Blog Post

(Things I've Been Thinking About) Recently

April 6, 2025

Absurdity and Vernacular Webs

Handmade sites as an alternative to social media. This is where I channel myself online without the inundation of careless ideas from others that become obligations to care instead. I recently learned about absurdism in its many forms in New Media Research class; read some chapters of Contemporary Absurdities, Existential Crises, and Visual Art by Charlotte Kent and Katherine Guinness. If optimism assumes that society tends towards good, and pessimism assumes a tendency towards degradation and disarray, absurdism is an acceptance of uncertainty; the arrow loops unpredictably, like a roller coaster track you can't see. My final project for the class is about using quiet internet spaces to inform daily practice in dealing with absurdism and the sheer uncertainty of it all.
"Absurdity would be commitment towards particular political goals, particular social demands, a particular imaginary future, knowing full well it is ridiculous to believe that one's actions actually matter from the perspective of the cosmos; knowing full well that a commitment to others will likely lead to disappointment. It would be a refusal to give up, even if there is no evidence one should keep going. We cannot accept a messianic future, in which our actions have a point. Absurdity is a commitment to an impossible future." (175)

Fulbright Applications

I'm applying this year for the (hopefully it's still a thing by then) 2026-27 year. Took a bit of mulling over what country to pick but I will most likely make a return to the Czech Republic. I am terrified by how many people would apply this year and whether my months of application work would go down the drain because, let's face it, there are only 25 finalists and if I get to semi-finalists I would be so stressed if I become an alternate and end up not going abroad. I absolutely need to go abroad again, especially when I'm this young. When I'm not tied to certain obligations and still being the free spirit that I am, I want to get a Fulbright and help my college's Fulbright numbers.

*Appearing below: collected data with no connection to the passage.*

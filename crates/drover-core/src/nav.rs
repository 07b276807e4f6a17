//! Navigator: orientation discovery, grid routing, serpentine sweep.
//!
//! The robot never reports its heading, only positions. The navigator
//! therefore works entirely from observed movement:
//!
//! 1. One locating `MOVE` replaces the assumed origin with a real position.
//! 2. If that is not already the search origin, one more `MOVE` reveals the
//!    heading from the coordinate delta. From then on the heading is
//!    updated purely by the rotations the server itself orders, never
//!    re-inferred.
//! 3. Axis-at-a-time steps (`y` corrected before `x`) walk the robot to the
//!    search origin.
//! 4. The 5×5 block below-and-east of the origin is swept in boustrophedon
//!    order, asking for the secret at each cell, until one answer is
//!    non-empty.
//!
//! A `MOVE` that leaves the position unchanged means the robot is blocked;
//! the move is simply repeated. The grid is assumed passable along the
//! chosen axis eventually.

use drover_proto::{parse_confirmation, MessageKind, Position, ServerCommand};
use tokio::io::{AsyncRead, AsyncWrite};
use tracing::{debug, info};

use crate::channel::Channel;
use crate::error::SessionError;

/// The robot's heading, as far as the server can know it.
#[derive(Debug, Clone, Copy, PartialEq, Eq)]
pub enum Direction {
    /// No movement observed yet.
    Unknown,
    /// Towards positive `y`.
    Up,
    /// Towards positive `x`.
    Right,
    /// Towards negative `y`.
    Down,
    /// Towards negative `x`.
    Left,
}

impl Direction {
    /// Heading after a `103 TURN LEFT`.
    #[must_use]
    pub const fn turned_left(self) -> Self {
        match self {
            Self::Up => Self::Left,
            Self::Left => Self::Down,
            Self::Down => Self::Right,
            Self::Right => Self::Up,
            Self::Unknown => Self::Unknown,
        }
    }

    /// Heading after a `104 TURN RIGHT`.
    #[must_use]
    pub const fn turned_right(self) -> Self {
        match self {
            Self::Up => Self::Right,
            Self::Right => Self::Down,
            Self::Down => Self::Left,
            Self::Left => Self::Up,
            Self::Unknown => Self::Unknown,
        }
    }

    /// Cyclic order used by rotate-to: Up=1, Right=2, Down=3, Left=4.
    const fn ordinal(self) -> i8 {
        match self {
            Self::Unknown => 0,
            Self::Up => 1,
            Self::Right => 2,
            Self::Down => 3,
            Self::Left => 4,
        }
    }
}

/// The cell where the secret search begins.
pub const TARGET: Position = Position::new(-2, 2);

/// Side length of the search block.
const SEARCH_SIDE: i32 = 5;

/// Number of cells in the search block; sweep steps run `0..SEARCH_STEPS`.
pub const SEARCH_STEPS: u8 = (SEARCH_SIDE * SEARCH_SIDE) as u8;

/// Cell visited at the given sweep step.
///
/// Steps snake through the block row by row, starting east along the top
/// row from [`TARGET`], then west along the second, and so on:
///
/// ```text
///  0  1  2  3  4
///  9  8  7  6  5
/// 10 11 12 13 14
/// 19 18 17 16 15
/// 20 21 22 23 24
/// ```
#[must_use]
pub fn step_cell(step: u8) -> Position {
    debug_assert!(step < SEARCH_STEPS);
    let row = i32::from(step) / SEARCH_SIDE;
    let col = i32::from(step) % SEARCH_SIDE;
    let x = if row % 2 == 0 {
        TARGET.x + col
    } else {
        TARGET.x + (SEARCH_SIDE - 1) - col
    };
    Position::new(x, TARGET.y - row)
}

/// Sweep step of a cell inside the search block.
///
/// Inverse of [`step_cell`]. The column offset uses a mathematical modulo,
/// so cells west of the target (negative offsets) still land in `0..5`.
#[must_use]
pub fn cell_step(cell: Position) -> u8 {
    let col = (cell.x - TARGET.x).rem_euclid(SEARCH_SIDE);
    let row = -(cell.y - TARGET.y);
    debug_assert!((0..SEARCH_SIDE).contains(&row));
    let step = row * SEARCH_SIDE + if row % 2 == 1 { (SEARCH_SIDE - 1) - col } else { col };
    step as u8
}

/// Drives one robot from its unknown starting pose to the secret.
///
/// Owns the session's mutable pose `(position, direction)`; the channel it
/// borrows is the session's only I/O. Created once per session, after
/// authentication.
#[derive(Debug)]
pub struct Navigator<'c, R, W> {
    channel: &'c mut Channel<R, W>,
    position: Position,
    direction: Direction,
}

impl<'c, R, W> Navigator<'c, R, W>
where
    R: AsyncRead + Unpin,
    W: AsyncWrite + Unpin,
{
    /// Start a navigation phase on an authenticated channel.
    pub fn new(channel: &'c mut Channel<R, W>) -> Self {
        Self {
            channel,
            position: Position::ORIGIN,
            direction: Direction::Unknown,
        }
    }

    /// Run the whole phase: locate, orient, walk to the search origin,
    /// sweep. Returns the secret.
    ///
    /// # Errors
    ///
    /// Syntax faults for unparsable confirmations, logic faults for
    /// impossible movement reports or an exhausted sweep, plus any
    /// transport fault.
    pub async fn run(mut self) -> Result<Vec<u8>, SessionError> {
        self.advance().await?;
        if self.position != TARGET {
            self.orient().await?;
            while self.position != TARGET {
                self.step_towards(TARGET).await?;
            }
        }
        info!(position = %self.position, "reached search origin");
        self.sweep().await
    }

    /// Read one `OK <x> <y>` reply and adopt the reported position.
    async fn confirmation(&mut self) -> Result<(), SessionError> {
        let payload = self.channel.recv(MessageKind::OkReply).await?;
        self.position = parse_confirmation(&payload)?;
        Ok(())
    }

    /// `MOVE`, repeated until the robot actually changes cell.
    async fn advance(&mut self) -> Result<(), SessionError> {
        loop {
            let before = self.position;
            self.channel.send(ServerCommand::Move).await?;
            self.confirmation().await?;
            if self.position != before {
                return Ok(());
            }
            debug!(position = %self.position, "robot blocked, repeating move");
        }
    }

    /// Second move: derive the heading from the observed delta.
    async fn orient(&mut self) -> Result<(), SessionError> {
        let before = self.position;
        self.advance().await?;
        self.direction = heading_between(before, self.position)
            .ok_or(SessionError::Logic("movement did not reveal a heading"))?;
        debug!(direction = ?self.direction, "heading inferred");
        Ok(())
    }

    async fn turn_left(&mut self) -> Result<(), SessionError> {
        self.channel.send(ServerCommand::TurnLeft).await?;
        self.confirmation().await?;
        self.direction = self.direction.turned_left();
        Ok(())
    }

    async fn turn_right(&mut self) -> Result<(), SessionError> {
        self.channel.send(ServerCommand::TurnRight).await?;
        self.confirmation().await?;
        self.direction = self.direction.turned_right();
        Ok(())
    }

    /// Rotate until facing `target`.
    ///
    /// Turns right while the ordinal difference is positive, left while
    /// negative, re-evaluating after every turn. Up to three turns where
    /// one opposite turn would do; correct, and every intermediate
    /// confirmation keeps the position fresh.
    async fn rotate_to(&mut self, target: Direction) -> Result<(), SessionError> {
        if self.direction == Direction::Unknown {
            // Unreachable in a well-ordered session: rotation is only
            // requested after orientation.
            return Err(SessionError::Logic("rotation requested before orientation"));
        }
        while self.direction != target {
            if target.ordinal() - self.direction.ordinal() > 0 {
                self.turn_right().await?;
            } else {
                self.turn_left().await?;
            }
        }
        Ok(())
    }

    /// One navigation step towards `target`: fix `y` first, then `x`.
    async fn step_towards(&mut self, target: Position) -> Result<(), SessionError> {
        if self.position.y > target.y {
            self.rotate_to(Direction::Down).await?;
        } else if self.position.y < target.y {
            self.rotate_to(Direction::Up).await?;
        } else if self.position.x < target.x {
            self.rotate_to(Direction::Right).await?;
        } else {
            self.rotate_to(Direction::Left).await?;
        }
        self.advance().await
    }

    /// Walk all the way to `target`.
    async fn go_to(&mut self, target: Position) -> Result<(), SessionError> {
        while self.position != target {
            self.step_towards(target).await?;
        }
        Ok(())
    }

    /// Serpentine sweep: ask for the secret here, advance one step on an
    /// empty answer.
    async fn sweep(&mut self) -> Result<Vec<u8>, SessionError> {
        loop {
            self.channel.send(ServerCommand::GetMessage).await?;
            let secret = self.channel.recv(MessageKind::Secret).await?;
            if !secret.is_empty() {
                return Ok(secret);
            }

            let step = cell_step(self.position) + 1;
            if step >= SEARCH_STEPS {
                return Err(SessionError::Logic("search exhausted without a secret"));
            }
            let next = step_cell(step);
            debug!(step, cell = %next, "cell empty, advancing sweep");
            self.go_to(next).await?;
        }
    }
}

/// Heading implied by a single-axis move from `from` to `to`.
///
/// `None` for a diagonal jump or no movement at all; either means the robot
/// is not behaving like a robot.
fn heading_between(from: Position, to: Position) -> Option<Direction> {
    if from.x == to.x && from.y != to.y {
        Some(if from.y < to.y {
            Direction::Up
        } else {
            Direction::Down
        })
    } else if from.y == to.y && from.x != to.x {
        Some(if from.x < to.x {
            Direction::Right
        } else {
            Direction::Left
        })
    } else {
        None
    }
}
//! Login-exchange tests over the simulated network.

use drover_core::SessionError;
use drover_harness::ScriptedRobot;
use drover_proto::{keyed_hash, CLIENT_KEY, SERVER_KEY};
use turmoil::net::TcpListener;

const ADDR: &str = "server:3999";

fn serve_expecting<F>(sim: &mut turmoil::Sim<'_>, check: F)
where
    F: Fn(SessionError) + Clone + 'static,
{
    sim.host("server", move || {
        let check = check.clone();
        async move {
            let listener = TcpListener::bind("0.0.0.0:3999").await?;
            let (stream, _peer) = listener.accept().await?;
            check(drover_core::run(stream).await.unwrap_err());
            Ok(())
        }
    });
}

#[test]
fn mismatched_code_reports_login_failed() {
    let mut sim = turmoil::Builder::new().build();
    serve_expecting(&mut sim, |err| {
        assert!(matches!(err, SessionError::LoginFailed), "{err}");
    });

    sim.client("robot", async {
        let mut robot = ScriptedRobot::connect(ADDR).await?;
        robot.say(b"Oompa").await?;
        robot
            .expect(keyed_hash(SERVER_KEY, b"Oompa").to_string().as_bytes())
            .await?;

        let wrong = keyed_hash(CLIENT_KEY, b"Oompa").wrapping_add(1);
        robot.say(wrong.to_string().as_bytes()).await?;

        robot.expect(b"300 LOGIN FAILED").await?;
        robot.expect_closed().await?;
        Ok(())
    });

    sim.run().expect("simulation failed");
}

#[test]
fn oversize_username_reports_syntax_error_early() {
    let mut sim = turmoil::Builder::new().build();
    serve_expecting(&mut sim, |err| {
        assert!(matches!(err, SessionError::Syntax(_)), "{err}");
    });

    sim.client("robot", async {
        let mut robot = ScriptedRobot::connect(ADDR).await?;
        // Twenty name bytes and no terminator yet: after byte 19 the name
        // can no longer fit the 18-byte bound, so the server must bail
        // without waiting for the rest.
        robot.say_raw(&[b'N'; 20]).await?;

        robot.expect(b"301 SYNTAX ERROR").await?;
        robot.expect_closed().await?;
        Ok(())
    });

    sim.run().expect("simulation failed");
}

#[test]
fn non_digit_code_reports_syntax_error() {
    let mut sim = turmoil::Builder::new().build();
    serve_expecting(&mut sim, |err| {
        assert!(matches!(err, SessionError::Syntax(_)), "{err}");
    });

    sim.client("robot", async {
        let mut robot = ScriptedRobot::connect(ADDR).await?;
        robot.say(b"Oompa").await?;
        let _offered = robot.hear().await?;
        robot.say(b"12x45").await?;

        robot.expect(b"301 SYNTAX ERROR").await?;
        robot.expect_closed().await?;
        Ok(())
    });

    sim.run().expect("simulation failed");
}

#[test]
fn overlong_code_reports_syntax_error() {
    let mut sim = turmoil::Builder::new().build();
    serve_expecting(&mut sim, |err| {
        assert!(matches!(err, SessionError::Syntax(_)), "{err}");
    });

    sim.client("robot", async {
        let mut robot = ScriptedRobot::connect(ADDR).await?;
        robot.say(b"Oompa").await?;
        let _offered = robot.hear().await?;
        // Six digits clear the 10-byte read bound; only the stricter
        // post-read check can reject them.
        robot.say(b"123456").await?;

        robot.expect(b"301 SYNTAX ERROR").await?;
        robot.expect_closed().await?;
        Ok(())
    });

    sim.run().expect("simulation failed");
}

#[test]
fn empty_username_is_still_hashed() {
    // An empty name is legal: the hash degenerates to the bare key.
    let mut sim = turmoil::Builder::new().build();

    sim.host("server", || async {
        let listener = TcpListener::bind("0.0.0.0:3999").await?;
        let (stream, _peer) = listener.accept().await?;
        let secret = drover_core::run(stream).await?;
        assert_eq!(secret, b"x");
        Ok(())
    });

    sim.client("robot", async {
        let mut robot = ScriptedRobot::connect(ADDR).await?;
        robot.login(b"").await?;

        robot.expect(b"102 MOVE").await?;
        robot.say(b"OK -2 2").await?;
        robot.expect(b"105 GET MESSAGE").await?;
        robot.say(b"x").await?;
        robot.expect(b"106 LOGOUT").await?;
        Ok(())
    });

    sim.run().expect("simulation failed");
}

My Chronic Speech Impediment

I am privileged to be able to talk without issue most of the time. But I started developing a chronic stutter in elementary school and sometimes it emerges when I cannot pronounce things correctly the first time. The phrase "dynamic planet" was an issue in middle school and the long I of "dy-" would be lodged in my mouth like an unfamiliar bone until it came out in the form of "dy-dy-dy-namic." Stuttering is hardly an issue most of the time, but now that I have a radio show, it is a lot more noticeable when my voice is the only thing one knows of me by. I'm not the best speaker. Last Friday, I had essentially burned out from everything that past week; my cognitive abilities were exhausted and slow; I could barely read off a community message card and forgot how many string quartets Sibelius had written (two, the first being Voces Intimae). I wonder if I should see a speech therapist in the same way I need to find a physical therapist for my chronic back pain and sciatica.

Cinnabar

I received some red ink paste for Chinese seal stamps and learned that it contains cinnabar. Then I learned that cinnabar is mercury sulfide. Alarming already. Google attests to it being toxic, though scientific papers argue that it's not as toxic as people make it out to be unless it has been heated or eaten (and even then, it should just pass through undissolved because this mercuric salt is not easily soluble). I have done neither, but I certainly went down a rabbit hole searching up whether I inadvertently gave myself mercury poisoning from cinnabar and whether I will die from it. (I'm fine and no, unless I eat it every day, I probably won't suffer that fate from mercury poisoning.)

this post that inspired me to make this letter

from this substack post by anna from chiasm
"The woman with a boyfriend-shaped hole in her life has succumbed to a reification where the idea of 'boyfriend' has taken precedence over its reality. A boyfriend, after all, is not a concept—it's a man. She has constructed a mental shrine to an abstraction, a concept made up of qualities that cannot exist independently of a human form. The boyfriend-shaped hole awaits not an individual with his own character, habits, and contradictions, but rather a collection of idealized attributes borrowed from an array of sources, all stuck together in some Frankensteinien patchwork to create a faceless figure who does not exist in any plane of reality (the woman with a boyfriend-shaped hole in her life is the kind of person who gets the ick when she sees a man do something that reminds her that he is distinctly human).

This is why the boyfriend-shaped hole is based on a dangerous fiction—it presupposes that there exists within us a pre-formed vacancy that awaits only the right applicant. In actuality, the advent of getting a boyfriend works in reverse: it is not that we discover someone who fits a requirement, but rather that we encounter a person so compelling that we spontaneously create space where previously none existed, we “make room in our calendars” where we had previously pencilled in time for ourselves. The relationship becomes not the filling of an absence but the revelation of an unexpected discovery—not a void satisfied but a horizon expanded."
I have a friend that fits this description perfectly. Avoidant and maximizing and ultimately unsatisfied. I don't have this mindset to dating, though I found the wording insightful-- the person in question is not looking for a person, but a set of traits.